There are differences, of course. The Coen brothers’ version is more tasteful and intimate and art-directed, a kind of color-coordinated curio. Hailee Steinfeld’s Mattie Ross is notably younger than Kim Darby’s (which, at times, makes the new Mattie seem even more of an old movie concoction), and major sections of the picture are set at night (a technique that worked a lot better in No Country for Old Men). That said, the essential hook of the new True Grit is, and always was, the sheer curiosity factor of wanting to see Jeff Bridges, in his born-again middle-aged movie-star prime, take on the role of Rooster Cogburn, the part that won John Wayne his only Academy Award.
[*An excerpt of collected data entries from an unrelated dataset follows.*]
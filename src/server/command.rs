use std::sync::atomic::Ordering;

use anyhow::{bail, Context, Result};

use super::{IngestionContext, IngestionService};
use crate::config::IngestionMode;
use crate::error::IngestionError;
use crate::models::{IngestionCommandType, IngestionTaskCommand, IngestionTaskReport, PartitionKey};

impl IngestionService {
    /// Execute an ingestion command, always answering with a report.
    ///
    /// Failures are rendered as negative reports carrying `<causeKind>_<detail>`.
    #[tracing::instrument(level = "debug", skip(self, command), fields(command_type = command.command_type, topic = %command.topic_name, partition = command.partition_id))]
    pub async fn handle_command(&self, command: IngestionTaskCommand) -> IngestionTaskReport {
        self.stats.commands.fetch_add(1, Ordering::Relaxed);
        let mut report = IngestionTaskReport::positive(command.topic_name.clone(), command.partition_id);
        let res = match self.context() {
            Some(ctx) => execute_command(&ctx, &command, &mut report).await,
            None => Err(IngestionError::NotInitiated.into()),
        };
        if let Err(err) = &res {
            tracing::error!(error = ?err, command_type = command.command_type, topic = %command.topic_name, partition = command.partition_id, "error executing ingestion command");
        }
        self.finish_report(report, res)
    }
}

async fn execute_command(ctx: &IngestionContext, command: &IngestionTaskCommand, report: &mut IngestionTaskReport) -> Result<()> {
    let command_type = IngestionCommandType::from_i32(command.command_type).ok_or(IngestionError::UnsupportedCommand(command.command_type))?;
    let key = PartitionKey::parse(&command.topic_name, command.partition_id)?;
    let (model, consumption, storage) = (&ctx.model, &ctx.components.consumption, &ctx.components.storage);
    match command_type {
        IngestionCommandType::StartConsumption => {
            if ctx.config.ingestion_mode != IngestionMode::Isolated {
                bail!(IngestionError::IsolationDisabled);
            }
            model.subscribe(&key).await?;
            tracing::info!(%key, "started consumption");
        }
        IngestionCommandType::StopConsumption => {
            model.unsubscribe(&key).await?;
            tracing::info!(%key, "stopped consumption");
        }
        IngestionCommandType::KillConsumption => {
            let killed = model.kill(&key.resource).await?;
            report.message = format!("consumption task of {} killed: {}", key.resource, killed);
        }
        IngestionCommandType::ResetConsumption => {
            consumption
                .reset_consumption_offset(&key)
                .await
                .with_context(|| format!("error resetting offset of {}", key))?;
        }
        IngestionCommandType::IsPartitionConsuming => {
            report.is_positive = consumption.is_partition_consuming(&key);
        }
        IngestionCommandType::RemoveStorageEngine => {
            storage.remove_storage_engine(&key.resource).await?;
            tracing::info!(resource = %key.resource, remaining = ?storage.local_resources(), "removed storage engine");
        }
        IngestionCommandType::RemovePartition => {
            model.remove_partition(&key).await?;
            tracing::info!(%key, "removed partition");
        }
        IngestionCommandType::OpenStorageEngine => {
            storage.open_metadata_partition(&key.resource).await?;
        }
        IngestionCommandType::PromoteToLeader | IngestionCommandType::DemoteToStandby => {
            if model.fence().is_unsubscribing(&key) {
                tracing::warn!(%key, ?command_type, "partition is being unsubscribed, rejecting leadership change");
                bail!(IngestionError::Fenced { key: key.to_string() });
            }
            let section = model.fence().next_section(&key);
            if command_type == IngestionCommandType::PromoteToLeader {
                model.become_leader_from_standby(&key, section).await?;
            } else {
                model.become_standby_from_leader(&key, section).await?;
            }
        }
    }
    Ok(())
}
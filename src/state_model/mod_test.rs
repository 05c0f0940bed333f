use std::sync::Arc;

use anyhow::Result;

use super::{ConsumptionLatches, PartitionStateModel, ReplicaTable};
use crate::backend::ConsumptionService;
use crate::config::IngestionConfig;
use crate::error::IngestionError;
use crate::fixtures::{self, ConsumptionCall, FakeConsumption, FakeStorage, FakeStores};
use crate::models::{PartitionKey, Role};

struct Harness {
    model: Arc<PartitionStateModel>,
    consumption: Arc<FakeConsumption>,
    storage: Arc<FakeStorage>,
    stores: Arc<FakeStores>,
    _tmpdir: tempfile::TempDir,
}

/// Build a model over a store `store` whose current version is `2`, with `1` a backup.
fn harness() -> Result<Harness> {
    let (config, tmpdir) = IngestionConfig::new_test()?;
    let (consumption, storage, stores) = (FakeConsumption::new(), FakeStorage::new(), FakeStores::new());
    stores.put(fixtures::store("store", 2, &[1, 2]));
    let model = PartitionStateModel::new(
        config,
        consumption.clone(),
        storage.clone(),
        stores.clone(),
        ReplicaTable::new(),
        Arc::new(ConsumptionLatches::default()),
    );
    Ok(Harness {
        model: Arc::new(model),
        consumption,
        storage,
        stores,
        _tmpdir: tmpdir,
    })
}

fn current() -> PartitionKey {
    fixtures::key("store", 2, 0)
}

fn backup() -> PartitionKey {
    fixtures::key("store", 1, 0)
}

/// Yield to spawned tasks until the given condition holds.
async fn yield_until(cond: impl Fn() -> bool) -> bool {
    for _ in 0..1000 {
        if cond() {
            return true;
        }
        tokio::task::yield_now().await;
    }
    cond()
}
use std::sync::atomic::Ordering;

use anyhow::{Context, Result};

use super::{IngestionContext, IngestionService};
use crate::error::IngestionError;
use crate::models::{
    IngestionComponentType, IngestionMetadataUpdateType, IngestionStorageMetadata, IngestionTaskReport, PartitionKey, ProcessShutdownCommand,
};

impl IngestionService {
    /// Apply a storage metadata update.
    #[tracing::instrument(level = "debug", skip(self, metadata), fields(update_type = metadata.metadata_update_type, topic = %metadata.topic_name, partition = metadata.partition_id))]
    pub async fn handle_update_metadata(&self, metadata: IngestionStorageMetadata) -> IngestionTaskReport {
        self.stats.commands.fetch_add(1, Ordering::Relaxed);
        let report = IngestionTaskReport::positive(metadata.topic_name.clone(), metadata.partition_id);
        let res = match self.context() {
            Some(ctx) => update_metadata(&ctx, &metadata).await,
            None => Err(IngestionError::NotInitiated.into()),
        };
        if let Err(err) = &res {
            tracing::error!(error = ?err, topic = %metadata.topic_name, partition = metadata.partition_id, "error updating storage metadata");
        }
        self.finish_report(report, res)
    }

    /// Stop one of the worker's components.
    #[tracing::instrument(level = "debug", skip(self, command), fields(component_type = command.component_type))]
    pub async fn handle_shutdown_component(&self, command: ProcessShutdownCommand) -> IngestionTaskReport {
        self.stats.commands.fetch_add(1, Ordering::Relaxed);
        let report = IngestionTaskReport::positive("", 0);
        let res = match self.context() {
            Some(ctx) => shutdown_component(&ctx, command.component_type).await,
            None => Err(IngestionError::NotInitiated.into()),
        };
        if let Err(err) = &res {
            tracing::error!(error = ?err, component_type = command.component_type, "error shutting down component");
        }
        self.finish_report(report, res)
    }
}

async fn update_metadata(ctx: &IngestionContext, metadata: &IngestionStorageMetadata) -> Result<()> {
    let update_type = IngestionMetadataUpdateType::from_i32(metadata.metadata_update_type)
        .ok_or(IngestionError::UnsupportedMetadataUpdate(metadata.metadata_update_type))?;
    let key = PartitionKey::parse(&metadata.topic_name, metadata.partition_id)?;
    let service = &ctx.components.storage_metadata;
    match update_type {
        IngestionMetadataUpdateType::PutOffsetRecord => service
            .put_offset_record(&key, &metadata.payload)
            .await
            .with_context(|| format!("error putting offset record of {}", key))?,
        IngestionMetadataUpdateType::ClearOffsetRecord => service
            .clear_offset_record(&key)
            .await
            .with_context(|| format!("error clearing offset record of {}", key))?,
        IngestionMetadataUpdateType::PutStoreVersionState => service
            .put_store_version_state(&key.resource, &metadata.payload)
            .await
            .with_context(|| format!("error putting store version state of {}", key.resource))?,
        IngestionMetadataUpdateType::ClearStoreVersionState => service
            .clear_store_version_state(&key.resource)
            .await
            .with_context(|| format!("error clearing store version state of {}", key.resource))?,
    }
    tracing::debug!(%key, ?update_type, "applied storage metadata update");
    Ok(())
}

async fn shutdown_component(ctx: &IngestionContext, component_type: i32) -> Result<()> {
    match IngestionComponentType::from_i32(component_type) {
        Some(IngestionComponentType::ConsumptionService) => {
            ctx.components.consumption.stop().await.context("error stopping consumption service")?;
            tracing::info!("consumption service has been shutdown");
        }
        Some(IngestionComponentType::StorageService) => {
            ctx.components.storage.stop().await.context("error stopping storage service")?;
            tracing::info!("storage service has been shutdown");
        }
        None => return Err(IngestionError::UnsupportedComponent(component_type).into()),
    }
    Ok(())
}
There’s a reason that a great many people still don’t hold Wayne’s cornball-crusty performance in very high esteem. By the late ’60s, movies were in the middle of a revolution, and they had a new audience, known (it now sounds so quaint) as the Film Generation. At the time, a lot of folks under a certain age felt that it was almost their duty to hate John Wayne. He’d become the living embodiment of the Old Values. He was a saber-rattling conservative who, only the year before, in 1968, had pushed his pro-Vietnam hawkishness to the nth degree in the jarringly jingoistic The Green Berets. He had every right to, of course. But what made The Green Berets, as a corrective to Hollywood liberalism, so infamous and despised is that it was such a didactically wooden combat movie. All that came through, really, was the propaganda. And this reinforced the notion that Wayne, though he remained the most larger-than-life of all Hollywood movie stars, was never, in the fullest sense, an actor. He had come to be seen as the macho cartoon version of himself: the arms-out swagger, the slow-motion molasses drawl, the toughness that never wavered.
True Grit, the movie that finally won Wayne his Oscar, was transparently one of those movies designed to win an old warhorse legend his Oscar. Here he was — or so the rap went — running through his rawhide-cowboy shtick, only this time with the added gimmick of an eye patch and an attitude. As if to make him seem even more outdated, True Grit was released within a week of The Wild Bunch, the apocalyptic New Hollywood Western in which director Sam Peckinpah, spattering blood and bullets and doom, exploded the mythology of six-gun heroism that John Wayne incarnated. If you love movie-star acting, however, do yourself a favor: Get a hold of the original True Grit and watch it. Because what you’ll see is that John Wayne’s performance is a marvel. He makes Rooster Cogburn a cantankerous old cuss, a kind of cowpoke precursor to Clint Eastwood’s Dirty Harry — the kind of law enforcer who never met a bad guy he didn’t like to shoot.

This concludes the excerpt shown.